START EXERCISE INPUTS
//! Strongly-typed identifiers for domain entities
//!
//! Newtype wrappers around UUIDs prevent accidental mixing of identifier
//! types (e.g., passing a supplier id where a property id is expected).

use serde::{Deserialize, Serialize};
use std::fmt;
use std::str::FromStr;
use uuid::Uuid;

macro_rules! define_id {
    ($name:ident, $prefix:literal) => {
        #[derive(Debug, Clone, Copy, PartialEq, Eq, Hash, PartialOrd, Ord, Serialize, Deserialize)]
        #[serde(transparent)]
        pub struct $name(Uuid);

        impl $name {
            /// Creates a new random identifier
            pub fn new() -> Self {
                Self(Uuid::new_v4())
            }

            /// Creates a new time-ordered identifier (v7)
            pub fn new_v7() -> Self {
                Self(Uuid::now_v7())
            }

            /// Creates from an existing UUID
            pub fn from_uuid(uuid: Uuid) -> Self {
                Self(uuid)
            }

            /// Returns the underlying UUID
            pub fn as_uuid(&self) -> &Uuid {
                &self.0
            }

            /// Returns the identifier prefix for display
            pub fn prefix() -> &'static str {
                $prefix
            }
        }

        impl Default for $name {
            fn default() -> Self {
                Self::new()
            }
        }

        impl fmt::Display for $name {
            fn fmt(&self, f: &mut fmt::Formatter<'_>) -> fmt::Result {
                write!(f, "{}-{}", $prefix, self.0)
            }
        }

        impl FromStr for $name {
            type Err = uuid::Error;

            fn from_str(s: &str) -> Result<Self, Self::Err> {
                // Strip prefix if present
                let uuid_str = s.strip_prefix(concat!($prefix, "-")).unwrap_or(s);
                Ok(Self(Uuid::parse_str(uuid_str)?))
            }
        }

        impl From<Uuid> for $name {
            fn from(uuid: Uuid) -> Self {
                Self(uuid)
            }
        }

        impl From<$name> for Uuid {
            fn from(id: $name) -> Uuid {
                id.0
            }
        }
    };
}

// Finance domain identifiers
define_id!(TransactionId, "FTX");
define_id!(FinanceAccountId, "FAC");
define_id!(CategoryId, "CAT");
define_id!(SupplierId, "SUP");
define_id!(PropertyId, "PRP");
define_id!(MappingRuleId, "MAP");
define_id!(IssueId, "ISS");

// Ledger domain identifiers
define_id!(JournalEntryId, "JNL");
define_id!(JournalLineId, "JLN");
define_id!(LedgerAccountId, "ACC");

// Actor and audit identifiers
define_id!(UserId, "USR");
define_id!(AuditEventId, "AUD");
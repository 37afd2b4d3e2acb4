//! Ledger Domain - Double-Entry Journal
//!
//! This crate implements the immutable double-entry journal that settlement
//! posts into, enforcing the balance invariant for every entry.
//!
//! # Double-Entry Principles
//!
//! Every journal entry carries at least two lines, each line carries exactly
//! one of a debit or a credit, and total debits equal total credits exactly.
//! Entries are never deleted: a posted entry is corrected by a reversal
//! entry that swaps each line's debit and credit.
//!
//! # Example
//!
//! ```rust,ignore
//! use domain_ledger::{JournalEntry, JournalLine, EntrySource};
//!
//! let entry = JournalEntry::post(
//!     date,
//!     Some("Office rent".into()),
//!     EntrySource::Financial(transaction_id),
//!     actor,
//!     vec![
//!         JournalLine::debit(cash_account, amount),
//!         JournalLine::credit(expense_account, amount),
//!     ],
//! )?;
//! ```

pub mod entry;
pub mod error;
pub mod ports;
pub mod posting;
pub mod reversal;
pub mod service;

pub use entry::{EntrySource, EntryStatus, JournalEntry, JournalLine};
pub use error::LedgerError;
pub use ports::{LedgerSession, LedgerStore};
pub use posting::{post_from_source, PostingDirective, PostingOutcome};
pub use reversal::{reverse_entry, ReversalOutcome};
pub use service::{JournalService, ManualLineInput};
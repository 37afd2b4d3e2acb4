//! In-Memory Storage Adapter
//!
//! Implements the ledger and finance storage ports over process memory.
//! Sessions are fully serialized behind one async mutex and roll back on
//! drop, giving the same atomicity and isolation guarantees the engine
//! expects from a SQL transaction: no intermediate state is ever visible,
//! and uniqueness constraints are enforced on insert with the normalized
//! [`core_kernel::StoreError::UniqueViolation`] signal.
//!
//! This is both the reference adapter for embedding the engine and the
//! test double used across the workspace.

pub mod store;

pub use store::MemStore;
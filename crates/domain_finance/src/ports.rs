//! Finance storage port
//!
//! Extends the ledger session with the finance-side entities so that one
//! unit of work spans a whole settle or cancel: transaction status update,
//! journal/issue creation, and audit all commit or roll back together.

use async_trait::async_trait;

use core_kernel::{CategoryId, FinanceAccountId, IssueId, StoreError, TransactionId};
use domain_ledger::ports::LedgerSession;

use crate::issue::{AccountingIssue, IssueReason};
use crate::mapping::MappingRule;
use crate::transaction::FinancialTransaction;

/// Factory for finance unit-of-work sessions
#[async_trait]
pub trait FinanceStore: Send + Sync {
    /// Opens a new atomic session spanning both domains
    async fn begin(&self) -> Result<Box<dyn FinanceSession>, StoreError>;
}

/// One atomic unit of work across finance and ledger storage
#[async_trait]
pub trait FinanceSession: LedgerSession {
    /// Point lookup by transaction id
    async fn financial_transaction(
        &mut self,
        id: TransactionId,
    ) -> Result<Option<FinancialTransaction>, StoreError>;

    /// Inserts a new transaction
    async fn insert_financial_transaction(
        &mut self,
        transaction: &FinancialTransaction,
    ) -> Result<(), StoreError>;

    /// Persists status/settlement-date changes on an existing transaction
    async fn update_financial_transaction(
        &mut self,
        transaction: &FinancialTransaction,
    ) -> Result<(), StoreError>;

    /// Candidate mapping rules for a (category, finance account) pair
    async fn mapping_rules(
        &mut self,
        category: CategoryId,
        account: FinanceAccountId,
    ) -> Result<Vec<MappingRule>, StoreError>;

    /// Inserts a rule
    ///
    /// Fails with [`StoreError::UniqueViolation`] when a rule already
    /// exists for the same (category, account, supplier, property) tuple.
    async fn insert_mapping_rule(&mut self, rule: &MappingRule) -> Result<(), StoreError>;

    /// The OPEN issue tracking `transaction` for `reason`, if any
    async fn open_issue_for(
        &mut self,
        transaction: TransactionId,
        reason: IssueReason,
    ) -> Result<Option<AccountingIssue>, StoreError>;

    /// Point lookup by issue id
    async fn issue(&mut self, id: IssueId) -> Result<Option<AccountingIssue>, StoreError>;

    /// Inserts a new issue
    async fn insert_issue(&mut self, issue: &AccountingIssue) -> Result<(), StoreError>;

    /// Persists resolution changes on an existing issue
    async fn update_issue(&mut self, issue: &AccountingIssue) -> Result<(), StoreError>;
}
END EXERCISE INPUTS
### TASK
Each entry needs to be written out again, exactly as given.

### WRITTEN RESPONSE
//! Strongly-typed identifiers for domain entities
//!
//! Newtype wrappers around UUIDs prevent accidental mixing of identifier
//! types (e.g., passing a supplier id where a property id is expected).

use serde::{Deserialize, Serialize};
use std::fmt;
use std::str::FromStr;
use uuid::Uuid;

macro_rules! define_id {
    ($name:ident, $prefix:literal) => {
        #[derive(Debug, Clone, Copy, PartialEq, Eq, Hash, PartialOrd, Ord, Serialize, Deserialize)]
        #[serde(transparent)]
        pub struct $name(Uuid);

        impl $name {
            /// Creates a new random identifier
            pub fn new() -> Self {
                Self(Uuid::new_v4())
            }

            /// Creates a new time-ordered identifier (v7)
            pub fn new_v7() -> Self {
                Self(Uuid::now_v7())
            }

            /// Creates from an existing UUID
            pub fn from_uuid(uuid: Uuid) -> Self {
                Self(uuid)
            }

            /// Returns the underlying UUID
            pub fn as_uuid(&self) -> &Uuid {
                &self.0
            }

            /// Returns the identifier prefix for display
            pub fn prefix() -> &'static str {
                $prefix
            }
        }

        impl Default for $name {
            fn default() -> Self {
                Self::new()
            }
        }

        impl fmt::Display for $name {
            fn fmt(&self, f: &mut fmt::Formatter<'_>) -> fmt::Result {
                write!(f, "{}-{}", $prefix, self.0)
            }
        }

        impl FromStr for $name {
            type Err = uuid::Error;

            fn from_str(s: &str) -> Result<Self, Self::Err> {
                // Strip prefix if present
                let uuid_str = s.strip_prefix(concat!($prefix, "-")).unwrap_or(s);
                Ok(Self(Uuid::parse_str(uuid_str)?))
            }
        }

        impl From<Uuid> for $name {
            fn from(uuid: Uuid) -> Self {
                Self(uuid)
            }
        }

        impl From<$name> for Uuid {
            fn from(id: $name) -> Uuid {
                id.0
            }
        }
    };
}

// Finance domain identifiers
define_id!(TransactionId, "FTX");
define_id!(FinanceAccountId, "FAC");
define_id!(CategoryId, "CAT");
define_id!(SupplierId, "SUP");
define_id!(PropertyId, "PRP");
define_id!(MappingRuleId, "MAP");
define_id!(IssueId, "ISS");

// Ledger domain identifiers
define_id!(JournalEntryId, "JNL");
define_id!(JournalLineId, "JLN");
define_id!(LedgerAccountId, "ACC");

// Actor and audit identifiers
define_id!(UserId, "USR");
define_id!(AuditEventId, "AUD");
repository 37afd2b4d3e2acb4
//! Ledger Domain - Double-Entry Journal
//!
//! This crate implements the immutable double-entry journal that settlement
//! posts into, enforcing the balance invariant for every entry.
//!
//! # Double-Entry Principles
//!
//! Every journal entry carries at least two lines, each line carries exactly
//! one of a debit or a credit, and total debits equal total credits exactly.
//! Entries are never deleted: a posted entry is corrected by a reversal
//! entry that swaps each line's debit and credit.
//!
//! # Example
//!
//! ```rust,ignore
//! use domain_ledger::{JournalEntry, JournalLine, EntrySource};
//!
//! let entry = JournalEntry::post(
//!     date,
//!     Some("Office rent".into()),
//!     EntrySource::Financial(transaction_id),
//!     actor,
//!     vec![
//!         JournalLine::debit(cash_account, amount),
//!         JournalLine::credit(expense_account, amount),
//!     ],
//! )?;
//! ```

pub mod entry;
pub mod error;
pub mod ports;
pub mod posting;
pub mod reversal;
pub mod service;

pub use entry::{EntrySource, EntryStatus, JournalEntry, JournalLine};
pub use error::LedgerError;
pub use ports::{LedgerSession, LedgerStore};
pub use posting::{post_from_source, PostingDirective, PostingOutcome};
pub use reversal::{reverse_entry, ReversalOutcome};
pub use service::{JournalService, ManualLineInput};
repository 37afd2b4d3e2acb4
//! In-Memory Storage Adapter
//!
//! Implements the ledger and finance storage ports over process memory.
//! Sessions are fully serialized behind one async mutex and roll back on
//! drop, giving the same atomicity and isolation guarantees the engine
//! expects from a SQL transaction: no intermediate state is ever visible,
//! and uniqueness constraints are enforced on insert with the normalized
//! [`core_kernel::StoreError::UniqueViolation`] signal.
//!
//! This is both the reference adapter for embedding the engine and the
//! test double used across the workspace.

pub mod store;

pub use store::MemStore;
filename crates/domain_finance/src/ports.rs
//! Finance storage port
//!
//! Extends the ledger session with the finance-side entities so that one
//! unit of work spans a whole settle or cancel: transaction status update,
//! journal/issue creation, and audit all commit or roll back together.

use async_trait::async_trait;

use core_kernel::{CategoryId, FinanceAccountId, IssueId, StoreError, TransactionId};
use domain_ledger::ports::LedgerSession;

use crate::issue::{AccountingIssue, IssueReason};
use crate::mapping::MappingRule;
use crate::transaction::FinancialTransaction;

/// Factory for finance unit-of-work sessions
#[async_trait]
pub trait FinanceStore: Send + Sync {
    /// Opens a new atomic session spanning both domains
    async fn begin(&self) -> Result<Box<dyn FinanceSession>, StoreError>;
}

/// One atomic unit of work across finance and ledger storage
#[async_trait]
pub trait FinanceSession: LedgerSession {
    /// Point lookup by transaction id
    async fn financial_transaction(
        &mut self,
        id: TransactionId,
    ) -> Result<Option<FinancialTransaction>, StoreError>;

    /// Inserts a new transaction
    async fn insert_financial_transaction(
        &mut self,
        transaction: &FinancialTransaction,
    ) -> Result<(), StoreError>;

    /// Persists status/settlement-date changes on an existing transaction
    async fn update_financial_transaction(
        &mut self,
        transaction: &FinancialTransaction,
    ) -> Result<(), StoreError>;

    /// Candidate mapping rules for a (category, finance account) pair
    async fn mapping_rules(
        &mut self,
        category: CategoryId,
        account: FinanceAccountId,
    ) -> Result<Vec<MappingRule>, StoreError>;

    /// Inserts a rule
    ///
    /// Fails with [`StoreError::UniqueViolation`] when a rule already
    /// exists for the same (category, account, supplier, property) tuple.
    async fn insert_mapping_rule(&mut self, rule: &MappingRule) -> Result<(), StoreError>;

    /// The OPEN issue tracking `transaction` for `reason`, if any
    async fn open_issue_for(
        &mut self,
        transaction: TransactionId,
        reason: IssueReason,
    ) -> Result<Option<AccountingIssue>, StoreError>;

    /// Point lookup by issue id
    async fn issue(&mut self, id: IssueId) -> Result<Option<AccountingIssue>, StoreError>;

    /// Inserts a new issue
    async fn insert_issue(&mut self, issue: &AccountingIssue) -> Result<(), StoreError>;

    /// Persists resolution changes on an existing issue
    async fn update_issue(&mut self, issue: &AccountingIssue) -> Result<(), StoreError>;
}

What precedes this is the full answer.